Bu deneyimden ağzı yanan iki kişi olarak bu sefer taksiye binmeden başladık seçilecek yolun pazarlığını yapmaya. “Navigasyon nereden götürürse” ürkütücü cevabını kesin bir dille reddettik, öyle bir para vermeye niyetimiz yok dedik. Yolda kendi navigasyonumuzu da açarak sapılabilecek yan yolları bertaraf etmeye çalıştık, bir yandan da şoför arkadaşın sitemlerini göğüsledik tabii. Neden güvenilmez muamelesi yapıyorduk kendilerine? Her sepette bir iki çürük elma olabilirdi, biz belli ki Avrupa yakasının taksicilerine alışıktık, havaalanı taksisinde yanlış olmazdı.
Dilimin döndüğü kadar son başıma gelen olayın tam da bu havaalanından, onların duraktan kalkan bir takside yaşandığını anlatmaya çalıştım. Sonunda şöyle bir soruya karşılaştım: “Sizin bütçe sınırlı galiba, şirket mi veriyor?” Dedim, “Şirket vermiyor da ben 700 TL vermek istemiyorum”. (Normalde tarife en fazla
400 TL iken)
Bundan sonrası benim için çok ufuk açıcı bir konuşma oldu. Önce dedi ki “E 700 TL fazla bir para değil, ondan önemsememişlerdir.
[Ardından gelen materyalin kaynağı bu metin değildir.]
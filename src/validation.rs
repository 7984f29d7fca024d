use anyhow::{Context, Result};
use regex::Regex;
use validator::ValidateEmail;

/// Input validation for the submission endpoint.
///
/// The email check requires the full local@domain.tld shape: the HTML5
/// check from the validator crate alone would accept addresses without a
/// top-level domain (e.g. "a@b"), which the submission flow rejects.
#[derive(Debug, Clone)]
pub struct InputValidator {
    email_regex: Regex,
}

impl InputValidator {
    pub fn new() -> Result<Self> {
        let email_regex = Regex::new(r"^[^\s@]+@[^\s@]+\.[^\s@]+$")
            .context("Failed to compile email regex")?;

        Ok(Self { email_regex })
    }

    /// Validate email address shape
    pub fn is_valid_email(&self, email: &str) -> bool {
        email.validate_email() && self.email_regex.is_match(email)
    }
}
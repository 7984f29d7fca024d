use serde::{Deserialize, Serialize};

#[derive(Debug, Clone, Serialize, Deserialize)]
pub struct EmailConfig {
    pub provider: String, // sendgrid, brevo, log
    pub from_email: String,
    /// Sender display name; defaults to "<Product> Team" when unset
    pub from_name: Option<String>,
    pub sendgrid: Option<SendGridConfig>,
    pub brevo: Option<BrevoConfig>,
}

#[derive(Debug, Clone, Serialize, Deserialize)]
pub struct SendGridConfig {
    pub api_key: String,
}

#[derive(Debug, Clone, Serialize, Deserialize)]
pub struct BrevoConfig {
    pub api_key: String,
}

impl Default for EmailConfig {
    fn default() -> Self {
        Self {
            provider: "sendgrid".to_string(),
            from_email: "noreply@example.com".to_string(),
            from_name: None,
            sendgrid: None,
            brevo: None,
        }
    }
}
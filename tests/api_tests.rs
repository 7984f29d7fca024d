//! End-to-end tests for the HTTP surface, driving the real router with the
//! log email provider and temp storage directories.

use axum::{
    body::Body,
    http::{Request, StatusCode},
    Router,
};
use http_body_util::BodyExt;
use serde_json::{json, Value};
use std::path::Path;
use tower::ServiceExt;

use lead_capture_service::{build_router, AppState, Config};

fn test_config(tmp: &Path) -> Config {
    let mut config = Config::default();
    config.email.provider = "log".to_string();
    config.email.from_email = "guides@example.com".to_string();
    config.storage.leads_dir = tmp.join("leads");
    config.storage.templates_dir = tmp.join("templates");
    config.storage.ebooks_dir = tmp.join("ebooks");
    config.rate_limit.enabled = false;
    config
}

fn test_app(config: Config) -> (Router, AppState) {
    let state = AppState::new(config).unwrap();
    (build_router(state.clone()), state)
}

async fn send_json(app: &Router, method: &str, uri: &str, body: Option<Value>) -> (StatusCode, Value) {
    let mut builder = Request::builder().method(method).uri(uri);
    let request = match body {
        Some(value) => {
            builder = builder.header("content-type", "application/json");
            builder.body(Body::from(value.to_string())).unwrap()
        }
        None => builder.body(Body::empty()).unwrap(),
    };

    let response = app.clone().oneshot(request).await.unwrap();
    let status = response.status();
    let bytes = response.into_body().collect().await.unwrap().to_bytes();
    let value = serde_json::from_slice(&bytes).unwrap_or(Value::Null);
    (status, value)
}

fn submission(name: &str, email: &str, slug: &str) -> Value {
    json!({ "name": name, "email": email, "productSlug": slug })
}

#[tokio::test]
async fn valid_submission_records_lead_and_reports_success() {
    let tmp = tempfile::tempdir().unwrap();
    let (app, state) = test_app(test_config(tmp.path()));

    let (status, body) = send_json(
        &app,
        "POST",
        "/api/submit-email",
        Some(submission("Jane Doe", "jane@example.com", "mitolyn")),
    )
    .await;

    assert_eq!(status, StatusCode::OK);
    assert_eq!(body["success"], json!(true));
    assert_eq!(body["message"], json!("Email sent successfully!"));
    assert_eq!(body["product"], json!("Mitolyn"));

    let contents = std::fs::read_to_string(state.leads.leads_file("mitolyn")).unwrap();
    let lines: Vec<&str> = contents.lines().collect();
    assert_eq!(lines[0], "\"Timestamp\",\"Name\",\"Email\",\"Product\"");
    assert!(lines[1].contains("\"Jane Doe\""));
    assert!(lines[1].contains("\"jane@example.com\""));
    assert!(lines[1].contains("\"mitolyn\""));
}

#[tokio::test]
async fn missing_fields_are_rejected() {
    let tmp = tempfile::tempdir().unwrap();
    let (app, state) = test_app(test_config(tmp.path()));

    let bodies = [
        json!({ "email": "jane@example.com", "productSlug": "mitolyn" }),
        json!({ "name": "Jane", "productSlug": "mitolyn" }),
        json!({ "name": "Jane", "email": "jane@example.com" }),
        json!({ "name": "", "email": "jane@example.com", "productSlug": "mitolyn" }),
        json!({}),
    ];

    for body in bodies {
        let (status, response) = send_json(&app, "POST", "/api/submit-email", Some(body)).await;
        assert_eq!(status, StatusCode::BAD_REQUEST);
        assert_eq!(response["success"], json!(false));
        assert_eq!(
            response["message"],
            json!("Name, email, and productSlug are required")
        );
    }

    assert!(!state.leads.leads_file("mitolyn").exists());
}

#[tokio::test]
async fn unknown_product_is_rejected_without_recording() {
    let tmp = tempfile::tempdir().unwrap();
    let (app, state) = test_app(test_config(tmp.path()));

    let (status, body) = send_json(
        &app,
        "POST",
        "/api/submit-email",
        Some(submission("Jane", "jane@example.com", "snake-oil")),
    )
    .await;

    assert_eq!(status, StatusCode::BAD_REQUEST);
    assert_eq!(body["message"], json!("Invalid product"));
    assert!(!state.leads.leads_file("snake-oil").exists());
}

#[tokio::test]
async fn invalid_email_shapes_are_rejected() {
    let tmp = tempfile::tempdir().unwrap();
    let (app, state) = test_app(test_config(tmp.path()));

    for email in ["not-an-email", "a@b", "jane doe@example.com"] {
        let (status, body) = send_json(
            &app,
            "POST",
            "/api/submit-email",
            Some(submission("Jane", email, "mitolyn")),
        )
        .await;

        assert_eq!(status, StatusCode::BAD_REQUEST, "email {email:?}");
        assert_eq!(body["message"], json!("Invalid email address"));
    }

    assert!(!state.leads.leads_file("mitolyn").exists());
}

#[tokio::test]
async fn submission_succeeds_when_attachment_file_exists() {
    let tmp = tempfile::tempdir().unwrap();
    let config = test_config(tmp.path());
    std::fs::create_dir_all(&config.storage.ebooks_dir).unwrap();
    std::fs::write(
        config.storage.ebooks_dir.join("mitolyn-guide.pdf"),
        b"%PDF-1.4",
    )
    .unwrap();
    let (app, _state) = test_app(config);

    let (status, body) = send_json(
        &app,
        "POST",
        "/api/submit-email",
        Some(submission("Jane", "jane@example.com", "mitolyn")),
    )
    .await;

    assert_eq!(status, StatusCode::OK);
    assert_eq!(body["success"], json!(true));
}

#[tokio::test]
async fn duplicate_submissions_append_two_records() {
    let tmp = tempfile::tempdir().unwrap();
    let (app, state) = test_app(test_config(tmp.path()));

    for _ in 0..2 {
        let (status, _) = send_json(
            &app,
            "POST",
            "/api/submit-email",
            Some(submission("Jane", "jane@example.com", "mitolyn")),
        )
        .await;
        assert_eq!(status, StatusCode::OK);
    }

    let contents = std::fs::read_to_string(state.leads.leads_file("mitolyn")).unwrap();
    // header + two records: no deduplication
    assert_eq!(contents.lines().count(), 3);
}

#[tokio::test]
async fn custom_template_is_used_when_present() {
    let tmp = tempfile::tempdir().unwrap();
    let config = test_config(tmp.path());
    let template_dir = config.storage.templates_dir.join("mitolyn");
    std::fs::create_dir_all(&template_dir).unwrap();
    std::fs::write(
        template_dir.join("email.html"),
        "<p>{{NAME}} meets {{PRODUCT_NAME}}</p>",
    )
    .unwrap();
    let (app, _state) = test_app(config);

    let (status, body) = send_json(
        &app,
        "POST",
        "/api/submit-email",
        Some(submission("Jane", "jane@example.com", "mitolyn")),
    )
    .await;

    assert_eq!(status, StatusCode::OK);
    assert_eq!(body["success"], json!(true));
}

#[tokio::test]
async fn health_reports_products_and_timestamp() {
    let tmp = tempfile::tempdir().unwrap();
    let (app, _state) = test_app(test_config(tmp.path()));

    let (status, body) = send_json(&app, "GET", "/health", None).await;

    assert_eq!(status, StatusCode::OK);
    assert_eq!(body["status"], json!("ok"));
    assert_eq!(body["products"], json!(["mitolyn", "prostavive"]));
    assert_eq!(body["environment"], json!("development"));
    assert!(body["timestamp"].as_str().unwrap().contains('T'));
}

#[tokio::test]
async fn products_listing_pairs_slug_and_name() {
    let tmp = tempfile::tempdir().unwrap();
    let (app, _state) = test_app(test_config(tmp.path()));

    let (status, body) = send_json(&app, "GET", "/api/products", None).await;

    assert_eq!(status, StatusCode::OK);
    assert_eq!(body["success"], json!(true));
    assert_eq!(
        body["products"],
        json!([
            { "slug": "mitolyn", "name": "Mitolyn" },
            { "slug": "prostavive", "name": "ProstaVive" },
        ])
    );
}

#[tokio::test]
async fn unmatched_route_returns_404_envelope() {
    let tmp = tempfile::tempdir().unwrap();
    let (app, _state) = test_app(test_config(tmp.path()));

    let (status, body) = send_json(&app, "GET", "/api/nope", None).await;

    assert_eq!(status, StatusCode::NOT_FOUND);
    assert_eq!(body["success"], json!(false));
    assert_eq!(body["message"], json!("Endpoint not found"));
}

#[tokio::test]
async fn rate_limit_blocks_after_max_requests() {
    let tmp = tempfile::tempdir().unwrap();
    let mut config = test_config(tmp.path());
    config.rate_limit.enabled = true;
    config.rate_limit.max_requests = 2;
    let (app, _state) = test_app(config);

    for i in 0..2 {
        let request = Request::builder()
            .method("GET")
            .uri("/api/products")
            .header("X-Forwarded-For", "9.9.9.9")
            .body(Body::empty())
            .unwrap();
        let response = app.clone().oneshot(request).await.unwrap();
        assert_eq!(response.status(), StatusCode::OK, "request {i}");
        assert!(response.headers().contains_key("x-ratelimit-remaining"));
    }

    let request = Request::builder()
        .method("GET")
        .uri("/api/products")
        .header("X-Forwarded-For", "9.9.9.9")
        .body(Body::empty())
        .unwrap();
    let response = app.clone().oneshot(request).await.unwrap();
    assert_eq!(response.status(), StatusCode::TOO_MANY_REQUESTS);
    assert!(response.headers().contains_key("retry-after"));

    let bytes = response.into_body().collect().await.unwrap().to_bytes();
    let body: Value = serde_json::from_slice(&bytes).unwrap();
    assert_eq!(
        body["message"],
        json!("Too many requests, please try again later.")
    );

    // Health endpoint is outside the /api/ prefix and stays reachable
    let (status, _) = send_json(&app, "GET", "/health", None).await;
    assert_eq!(status, StatusCode::OK);
}

struct FailingProvider;

#[async_trait::async_trait]
impl lead_capture_service::email::EmailProvider for FailingProvider {
    async fn send_email(
        &self,
        _email: &lead_capture_service::email::EmailMessage,
    ) -> anyhow::Result<lead_capture_service::email::EmailResponse> {
        Ok(lead_capture_service::email::EmailResponse {
            message_id: None,
            status: lead_capture_service::email::EmailStatus::Failed(
                "quota exceeded".to_string(),
            ),
            provider: "failing".to_string(),
        })
    }

    fn provider_name(&self) -> &'static str {
        "failing"
    }

    async fn health_check(&self) -> anyhow::Result<bool> {
        Ok(false)
    }
}

#[tokio::test]
async fn delivery_failure_still_keeps_the_lead() {
    let tmp = tempfile::tempdir().unwrap();
    let config = test_config(tmp.path());
    let mut state = AppState::new(config).unwrap();
    state.email = std::sync::Arc::new(lead_capture_service::EmailService::with_provider(
        Box::new(FailingProvider),
        "guides@example.com".to_string(),
        None,
        tmp.path().join("ebooks"),
    ));
    let app = build_router(state.clone());

    let (status, body) = send_json(
        &app,
        "POST",
        "/api/submit-email",
        Some(submission("Jane", "jane@example.com", "mitolyn")),
    )
    .await;

    assert_eq!(status, StatusCode::INTERNAL_SERVER_ERROR);
    assert_eq!(body["success"], json!(false));
    assert_eq!(
        body["message"],
        json!("Failed to process request. Please try again.")
    );

    // at-least-once lead capture: the record survives the failed send
    let contents = std::fs::read_to_string(state.leads.leads_file("mitolyn")).unwrap();
    assert_eq!(contents.lines().count(), 2);
}

#[tokio::test]
async fn storage_failure_aborts_with_generic_500() {
    let tmp = tempfile::tempdir().unwrap();
    let mut config = test_config(tmp.path());
    // Point the leads directory below a regular file so the append fails
    std::fs::write(tmp.path().join("blocker"), b"").unwrap();
    config.storage.leads_dir = tmp.path().join("blocker").join("leads");
    let (app, _state) = test_app(config);

    let (status, body) = send_json(
        &app,
        "POST",
        "/api/submit-email",
        Some(submission("Jane", "jane@example.com", "mitolyn")),
    )
    .await;

    assert_eq!(status, StatusCode::INTERNAL_SERVER_ERROR);
    assert_eq!(body["success"], json!(false));
    assert_eq!(
        body["message"],
        json!("Failed to process request. Please try again.")
    );
}
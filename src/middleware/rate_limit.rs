use axum::{
    extract::{ConnectInfo, Request, State},
    http::HeaderValue,
    middleware::Next,
    response::{IntoResponse, Response},
};
use std::{
    collections::HashMap,
    net::SocketAddr,
    sync::{Arc, Mutex},
    time::{SystemTime, UNIX_EPOCH},
};
use tracing::{debug, warn};

use crate::{
    config::rate_limit::{RateLimitConfig, RateLimitStatus},
    errors::AppError,
    AppState,
};

/// In-memory fixed-window rate limiting store
#[derive(Debug, Clone)]
pub struct MemoryRateLimitStore {
    store: Arc<Mutex<HashMap<String, (u32, u64)>>>, // (count, window_start)
    max_size: usize,
}

impl MemoryRateLimitStore {
    pub fn new(max_size: usize) -> Self {
        Self {
            store: Arc::new(Mutex::new(HashMap::new())),
            max_size,
        }
    }

    pub fn check_and_increment(
        &self,
        key: &str,
        config: &RateLimitConfig,
        current_time: u64,
    ) -> RateLimitStatus {
        let mut store = self.store.lock().unwrap();
        let window_seconds = config.window_seconds();

        let window_start = (current_time / window_seconds) * window_seconds;
        let full_key = format!("{}:{}", key, window_start);

        // Clean up old entries if store is getting too large
        if store.len() > self.max_size {
            store.retain(|_k, (_, window)| current_time - *window < window_seconds * 2);
        }

        let (current_count, _) = store.entry(full_key).or_insert((0, window_start));

        let new_count = *current_count + 1;
        let allowed = new_count <= config.max_requests;

        if allowed {
            *current_count = new_count;
        }

        let reset_time = window_start + window_seconds - current_time;
        let retry_after = if !allowed { Some(reset_time) } else { None };

        RateLimitStatus {
            allowed,
            current_requests: new_count,
            max_requests: config.max_requests,
            reset_time,
            retry_after,
        }
    }
}

/// Rate limiting middleware: fixed window per client IP, applied to /api/
/// paths only.
pub async fn rate_limit_middleware(
    State(state): State<AppState>,
    connect_info: Option<ConnectInfo<SocketAddr>>,
    request: Request,
    next: Next,
) -> Result<Response, AppError> {
    let config = &state.config.rate_limit;
    let path = request.uri().path();

    if !config.enabled || !path.starts_with("/api/") {
        return Ok(next.run(request).await);
    }

    let fallback_ip = connect_info
        .map(|ConnectInfo(addr)| addr.ip().to_string())
        .unwrap_or_else(|| "unknown".to_string());
    let client_ip = get_client_ip(&request, fallback_ip);

    debug!(
        "Rate limiting check for {} {} from IP: {}",
        request.method(),
        path,
        client_ip
    );

    let current_time = SystemTime::now()
        .duration_since(UNIX_EPOCH)
        .map_err(|_| AppError::Internal)?
        .as_secs();

    let key = format!("ip:{}", client_ip);
    let status = state
        .rate_limiter
        .check_and_increment(&key, config, current_time);

    if !status.allowed {
        warn!(
            "Rate limit exceeded for {} from IP {}: {}/{} requests",
            path, client_ip, status.current_requests, status.max_requests
        );

        let mut response = AppError::RateLimited.into_response();
        add_rate_limit_headers(&mut response, &status, current_time);
        return Ok(response);
    }

    let mut response = next.run(request).await;
    add_rate_limit_headers(&mut response, &status, current_time);
    Ok(response)
}

fn add_rate_limit_headers(response: &mut Response, status: &RateLimitStatus, current_time: u64) {
    let headers = response.headers_mut();

    if let Ok(limit_header) = HeaderValue::from_str(&status.max_requests.to_string()) {
        headers.insert("X-RateLimit-Limit", limit_header);
    }

    if let Ok(remaining_header) = HeaderValue::from_str(
        &(status.max_requests.saturating_sub(status.current_requests)).to_string(),
    ) {
        headers.insert("X-RateLimit-Remaining", remaining_header);
    }

    if let Ok(reset_header) = HeaderValue::from_str(&(current_time + status.reset_time).to_string())
    {
        headers.insert("X-RateLimit-Reset", reset_header);
    }

    if let Some(retry_after) = status.retry_after {
        if let Ok(retry_header) = HeaderValue::from_str(&retry_after.to_string()) {
            headers.insert("Retry-After", retry_header);
        }
    }
}

/// Extract client IP from request headers or connection info
fn get_client_ip(request: &Request, fallback_ip: String) -> String {
    // Check X-Forwarded-For header (proxy/load balancer)
    if let Some(forwarded_for) = request.headers().get("X-Forwarded-For") {
        if let Ok(forwarded_str) = forwarded_for.to_str() {
            if let Some(ip) = forwarded_str.split(',').next() {
                return ip.trim().to_string();
            }
        }
    }

    // Check X-Real-IP header (nginx proxy)
    if let Some(real_ip) = request.headers().get("X-Real-IP") {
        if let Ok(ip_str) = real_ip.to_str() {
            return ip_str.to_string();
        }
    }

    // Fallback to connection IP
    fallback_ip
}
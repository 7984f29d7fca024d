use serde::{Deserialize, Serialize};

/// Rate limiting configuration
#[derive(Debug, Clone, Serialize, Deserialize)]
pub struct RateLimitConfig {
    /// Enable rate limiting
    pub enabled: bool,
    /// Maximum submission requests accepted per client per window
    pub max_requests: u32,
    /// Fixed window duration in minutes
    pub window_minutes: u64,
    /// Upper bound on tracked windows before stale entries are evicted
    pub memory_cache_size: usize,
}

impl RateLimitConfig {
    pub fn window_seconds(&self) -> u64 {
        self.window_minutes * 60
    }
}

impl Default for RateLimitConfig {
    fn default() -> Self {
        Self {
            enabled: true,
            max_requests: 10,
            window_minutes: 15,
            memory_cache_size: 10_000,
        }
    }
}

/// Rate limit check result
#[derive(Debug, Clone)]
pub struct RateLimitStatus {
    /// Whether the request is allowed
    pub allowed: bool,
    /// Current count of requests in the window
    pub current_requests: u32,
    /// Maximum allowed requests
    pub max_requests: u32,
    /// Seconds until the window resets
    pub reset_time: u64,
    /// Time until retry is allowed (if blocked)
    pub retry_after: Option<u64>,
}
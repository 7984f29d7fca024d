// Library exports for lead-capture-service
pub mod catalog;
pub mod config;
pub mod email;
pub mod errors;
pub mod handlers;
pub mod leads;
pub mod middleware;
pub mod validation;

use std::sync::Arc;

use anyhow::Result;
use axum::{
    middleware::from_fn_with_state,
    routing::{get, post},
    Router,
};
use tower::ServiceBuilder;
use tower_http::trace::TraceLayer;

pub use catalog::ProductCatalog;
pub use config::Config;
pub use email::EmailService;
pub use leads::LeadStore;

/// Shared per-process state: read-only configuration plus the service
/// components, all constructed once at startup.
#[derive(Clone)]
pub struct AppState {
    pub config: Arc<Config>,
    pub catalog: Arc<ProductCatalog>,
    pub leads: Arc<LeadStore>,
    pub templates: Arc<email::templates::TemplateResolver>,
    pub email: Arc<EmailService>,
    pub validator: Arc<validation::InputValidator>,
    pub rate_limiter: Arc<middleware::MemoryRateLimitStore>,
}

impl AppState {
    pub fn new(config: Config) -> Result<Self> {
        let catalog = ProductCatalog::from_config(&config.products);
        let leads = LeadStore::new(config.storage.leads_dir.clone());
        let templates =
            email::templates::TemplateResolver::new(config.storage.templates_dir.clone());
        let email_service =
            EmailService::new(&config.email, config.storage.ebooks_dir.clone())?;
        let validator = validation::InputValidator::new()?;
        let rate_limiter =
            middleware::MemoryRateLimitStore::new(config.rate_limit.memory_cache_size);

        Ok(Self {
            config: Arc::new(config),
            catalog: Arc::new(catalog),
            leads: Arc::new(leads),
            templates: Arc::new(templates),
            email: Arc::new(email_service),
            validator: Arc::new(validator),
            rate_limiter: Arc::new(rate_limiter),
        })
    }
}

/// Build the application router with all routes and layers.
pub fn build_router(state: AppState) -> Router {
    let cors_origin = state.config.server.cors_origin.clone();

    Router::new()
        .route("/api/submit-email", post(handlers::submit_email))
        .route("/api/products", get(handlers::list_products))
        .route("/health", get(handlers::health_check))
        .fallback(handlers::not_found)
        .with_state(state.clone())
        .layer(from_fn_with_state(state, middleware::rate_limit_middleware))
        .layer(middleware::create_cors_layer(&cors_origin))
        .layer(ServiceBuilder::new().layer(TraceLayer::new_for_http()))
}
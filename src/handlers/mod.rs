pub mod health;
pub mod submit;

pub use health::{health_check, list_products, not_found};
pub use submit::submit_email;
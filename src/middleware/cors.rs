use axum::http::HeaderValue;
use tower_http::cors::{Any, CorsLayer};
use tracing::warn;

/// Create the CORS layer for the configured origin.
///
/// "*" (the default) allows any origin; anything else restricts to that
/// single origin. Methods and headers match what the submission endpoint
/// needs.
pub fn create_cors_layer(origin: &str) -> CorsLayer {
    let cors = CorsLayer::new()
        .allow_methods([
            axum::http::Method::GET,
            axum::http::Method::POST,
            axum::http::Method::OPTIONS,
        ])
        .allow_headers([axum::http::header::CONTENT_TYPE]);

    if origin == "*" {
        return cors.allow_origin(Any);
    }

    match origin.parse::<HeaderValue>() {
        Ok(value) => cors.allow_origin(value),
        Err(_) => {
            warn!("Invalid CORS_ORIGIN {:?}, allowing any origin", origin);
            cors.allow_origin(Any)
        }
    }
}
use anyhow::{Context, Result};
use serde::{Deserialize, Serialize};
use std::path::PathBuf;

/// Locations of the on-disk collaborators: lead logs, email templates and
/// guide attachments. Populated externally; only the leads directory is
/// written to by this service.
#[derive(Debug, Clone, Serialize, Deserialize)]
pub struct StorageConfig {
    pub leads_dir: PathBuf,
    pub templates_dir: PathBuf,
    pub ebooks_dir: PathBuf,
}

impl StorageConfig {
    /// Create the storage directories if they do not exist yet.
    pub async fn ensure_directories(&self) -> Result<()> {
        for dir in [&self.leads_dir, &self.templates_dir, &self.ebooks_dir] {
            tokio::fs::create_dir_all(dir)
                .await
                .with_context(|| format!("Failed to create directory {}", dir.display()))?;
        }
        Ok(())
    }
}

impl Default for StorageConfig {
    fn default() -> Self {
        Self {
            leads_dir: "leads".into(),
            templates_dir: "templates".into(),
            ebooks_dir: "ebooks".into(),
        }
    }
}
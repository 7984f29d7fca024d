use serde::Serialize;
use std::collections::BTreeMap;

use crate::config::ProductConfig;

/// A marketed offer with an associated guide document and call-to-action URL.
#[derive(Debug, Clone)]
pub struct Product {
    pub name: String,
    pub ebook_filename: String,
    pub offer_url: String,
}

/// Slug + display name pair for the product listing endpoint
#[derive(Debug, Clone, Serialize)]
pub struct ProductSummary {
    pub slug: String,
    pub name: String,
}

/// Static slug -> product mapping, loaded once at startup and read-only
/// thereafter.
#[derive(Debug, Clone)]
pub struct ProductCatalog {
    products: BTreeMap<String, Product>,
}

impl ProductCatalog {
    pub fn from_config(products: &[ProductConfig]) -> Self {
        let products = products
            .iter()
            .map(|p| {
                (
                    p.slug.clone(),
                    Product {
                        name: p.name.clone(),
                        ebook_filename: p.ebook_filename.clone(),
                        offer_url: p.offer_url.clone(),
                    },
                )
            })
            .collect();

        Self { products }
    }

    pub fn get(&self, slug: &str) -> Option<&Product> {
        self.products.get(slug)
    }

    pub fn slugs(&self) -> Vec<String> {
        self.products.keys().cloned().collect()
    }

    pub fn list(&self) -> Vec<ProductSummary> {
        self.products
            .iter()
            .map(|(slug, product)| ProductSummary {
                slug: slug.clone(),
                name: product.name.clone(),
            })
            .collect()
    }
}
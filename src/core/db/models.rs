//! Database models for the blog accounts backend
//!
//! This module defines the entity structs that map to PostgreSQL tables and
//! the cache-side projection of a user.

use std::collections::HashMap;

use chrono::{DateTime, Utc};
use serde::{Deserialize, Serialize};
use sqlx::FromRow;

/// Role assigned to newly created users
pub const DEFAULT_ROLE: &str = "user";

// ============================================================================
// User Model
// ============================================================================

/// User entity representing a registered account
#[derive(Debug, Clone, PartialEq, Serialize, Deserialize, FromRow)]
pub struct User {
    pub id: i64,
    pub firstname: String,
    pub lastname: String,
    pub biography: String,
    pub username: String,
    pub email: String,
    pub phone_number: String,
    #[serde(skip_serializing)]
    pub password_hash: String,
    pub role: String,
    pub created_at: DateTime<Utc>,
    pub updated_at: DateTime<Utc>,
}

/// Account data submitted at registration (plain text password)
#[derive(Debug, Clone, Deserialize)]
pub struct NewUser {
    pub firstname: String,
    pub lastname: String,
    #[serde(default)]
    pub biography: String,
    pub username: String,
    pub password: String,
    pub email: String,
    pub phone_number: String,
}

/// Row data for insertion (password already hashed)
#[derive(Debug, Clone)]
pub struct InsertUser {
    pub firstname: String,
    pub lastname: String,
    pub biography: String,
    pub username: String,
    pub email: String,
    pub phone_number: String,
    pub password_hash: String,
    pub role: String,
}

/// Profile changes; `None` leaves the column untouched
#[derive(Debug, Clone, Deserialize, Default)]
pub struct UpdateUser {
    pub firstname: Option<String>,
    pub lastname: Option<String>,
    pub biography: Option<String>,
    pub username: Option<String>,
    pub email: Option<String>,
    pub phone_number: Option<String>,
}

impl UpdateUser {
    /// Apply the changes to a loaded row
    pub fn apply_to(self, user: &mut User) {
        if let Some(firstname) = self.firstname {
            user.firstname = firstname;
        }
        if let Some(lastname) = self.lastname {
            user.lastname = lastname;
        }
        if let Some(biography) = self.biography {
            user.biography = biography;
        }
        if let Some(username) = self.username {
            user.username = username;
        }
        if let Some(email) = self.email {
            user.email = email;
        }
        if let Some(phone_number) = self.phone_number {
            user.phone_number = phone_number;
        }
    }
}

// ============================================================================
// Cache Projection
// ============================================================================

/// Cache-side mirror of a user, stored as a hash under `user:<id>`.
///
/// Never contains the password hash.
#[derive(Debug, Clone, PartialEq, Eq, Serialize, Deserialize)]
pub struct CachedUser {
    pub id: String,
    pub firstname: String,
    pub lastname: String,
    pub biography: String,
    pub username: String,
    pub email: String,
    #[serde(rename = "phonenumber")]
    pub phone_number: String,
    pub role: String,
    #[serde(rename = "createdAt")]
    pub created_at: String,
    #[serde(rename = "updatedAt")]
    pub updated_at: String,
}

impl CachedUser {
    /// Hash fields as written to the cache
    pub fn to_fields(&self) -> Vec<(&'static str, String)> {
        vec![
            ("id", self.id.clone()),
            ("firstname", self.firstname.clone()),
            ("lastname", self.lastname.clone()),
            ("biography", self.biography.clone()),
            ("username", self.username.clone()),
            ("email", self.email.clone()),
            ("phonenumber", self.phone_number.clone()),
            ("role", self.role.clone()),
            ("createdAt", self.created_at.clone()),
            ("updatedAt", self.updated_at.clone()),
        ]
    }

    /// Rebuild from a cache hash. Missing fields read as empty strings.
    pub fn from_fields(mut fields: HashMap<String, String>) -> Self {
        let mut take = |name: &str| fields.remove(name).unwrap_or_default();

        Self {
            id: take("id"),
            firstname: take("firstname"),
            lastname: take("lastname"),
            biography: take("biography"),
            username: take("username"),
            email: take("email"),
            phone_number: take("phonenumber"),
            role: take("role"),
            created_at: take("createdAt"),
            updated_at: take("updatedAt"),
        }
    }
}

impl From<&User> for CachedUser {
    fn from(user: &User) -> Self {
        Self {
            id: user.id.to_string(),
            firstname: user.firstname.clone(),
            lastname: user.lastname.clone(),
            biography: user.biography.clone(),
            username: user.username.clone(),
            email: user.email.clone(),
            phone_number: user.phone_number.clone(),
            role: user.role.clone(),
            created_at: user.created_at.to_rfc3339(),
            updated_at: user.updated_at.to_rfc3339(),
        }
    }
}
Biz her gün kaç defa şehirler arası gidiyoruz, 700 ne ki...” Fakir ama gururlu yolcular için o kadar da küçük bir meblağ olmadığını anlatmaya çabaladım fakat aradığım muhatap orada değil. Tabii ki konu yabancı yolcuların ne şahane olduğuna geldi. “Benim kahvemi alıyor, bahşişimi veriyor, ben yabancıları sevmeyeyim de kimi seveyim?” Bizi olmadığı kesin. Ben bir coşku kırıcı olarak, “Çünkü onların parası çok değerli burada, onlara bizim kadar yüksek gelmiyor” demeye çalıştım, “Arapları tercih etmiyorum ama”
dedi. Peki…
Bizimkiler oysa, üç beş kuruş için kalp kırıyormuş. Misal 60-70 TL tuttuğunda para üstü bekliyormuş! Yani 60 TL tuttuğunda 100 TL vermezsek taksicilerin hassas kalpleri kırılıyor. Neticede para üstü bekleyip kalp kıran cimri ve kaba Türkler, taksiyi Taksim’den Nişantaşı’na trafiğe sokan yaşlı teyze, artık Cihangir’de oturmayan ünlüler, taksicileri kötü tanıtan medya derken menzile vardık. Ben bu arada bazı insanların bizim gibi maaşla çalıştığını, kimsenin de işimizi yaptığımız için üzerine bahşiş vermediğini söyleyerek ‘haddimi aştım’. Sonunda bir de para üstü bekleyerek bundan sonraki yolcuya anlatılacak sevimsiz bir anı olarak taksiden indim. Şimdi bu şoför arkadaş yabancıları sevmesin de kimi sevsin?